9. If you have a lot of changes to make you can also “Run Designer” either from the RibbonControls local menu, or the smart tag.
10. Next make up a simple XML file containing items with name and image attributes. We are going to use this XML file to create the dynamic RibbonGroup.
11. Now hook up the buttons, the easiest is the exit button which will just close the form.
12. Next is the Clear button, which we want to remove the dynamic content which we will create from the XML file. So the first thing we are going to do is remove every RibbonGroup in our RibbonPage after the first one - which is the static menu which we just created. And then we need to remove every image after the 3rd.
13. The final event is the most complex, this is the Open event, this will load in a Dynamic RibbonGroup from our XML file.
14. First thing we want to do is remove any existing dynamic content, so we’re going to call the clear method first.
15. Finally we need to load the XML file using the OpenFileDialog and using LINQ to XML create a BarButtonItem for each item in the file.
16. So the first thing we’re going to do is create a RibbonGroup inside our RibbonPage and inside that group add to it references to barButtonItems which we will create.

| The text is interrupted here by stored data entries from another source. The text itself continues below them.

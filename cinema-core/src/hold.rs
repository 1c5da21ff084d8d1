//! Seat holds: session ids, the selection, and the hold countdown.
//!
//! A hold is requested from the backend with a client-generated session id
//! and comes back with an absolute expiry. [`HoldCoordinator`] owns the
//! selection, the session id and the countdown together so that expiry
//! clears all three in one step, exactly once.

use chrono::{DateTime, Datelike, NaiveDate};
use once_cell::sync::Lazy;
use rand::Rng;
use regex::Regex;
use serde::{Deserialize, Deserializer, Serialize};
use smallvec::SmallVec;
use std::fmt;

use crate::models::{Seat, SeatType};

/// Most seats one customer may hold at once.
pub const MAX_SELECTED_SEATS: usize = 10;
/// Remaining seconds at which the customer flow asks for more time.
pub const EXTEND_THRESHOLD_SECS: u64 = 60;
/// Minutes requested per extension.
pub const EXTEND_MINUTES: u32 = 5;
/// Length of a fresh customer hold, used before the backend answers.
pub const DEFAULT_HOLD_SECS: u64 = 300;

const SUFFIX_ALPHABET: &[u8] = b"ABCDEFGHIJKLMNOPQRSTUVWXYZ0123456789";

static SESSION_ID: Lazy<Option<Regex>> =
    Lazy::new(|| Regex::new(r"^UUID-\d{8}-HOLD-[A-Z0-9]{6}$").ok());

/// Opaque hold token, `UUID-YYYYMMDD-HOLD-XXXXXX`.
#[derive(Debug, Clone, PartialEq, Eq, Hash, Serialize, Deserialize)]
#[serde(transparent)]
pub struct SessionId(String);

17. At the same time we’ll add images refferenced in the XML file to the ImageList and associate them with the barButtonItems that we created.
18. Finally we can run our application, and you can open an XML file which will dynamically create a new RibbonGroup.
19. You could extend this demo to hook up events to these buttons to open documents referenced in the XML file such as making a virtual sound board with .WAV files, or picture albums with images, or a document manifest.
I hope that you were able to see some things here that you can use in your own development. Thanks for watching, and of course thank you for chosing DevExpress!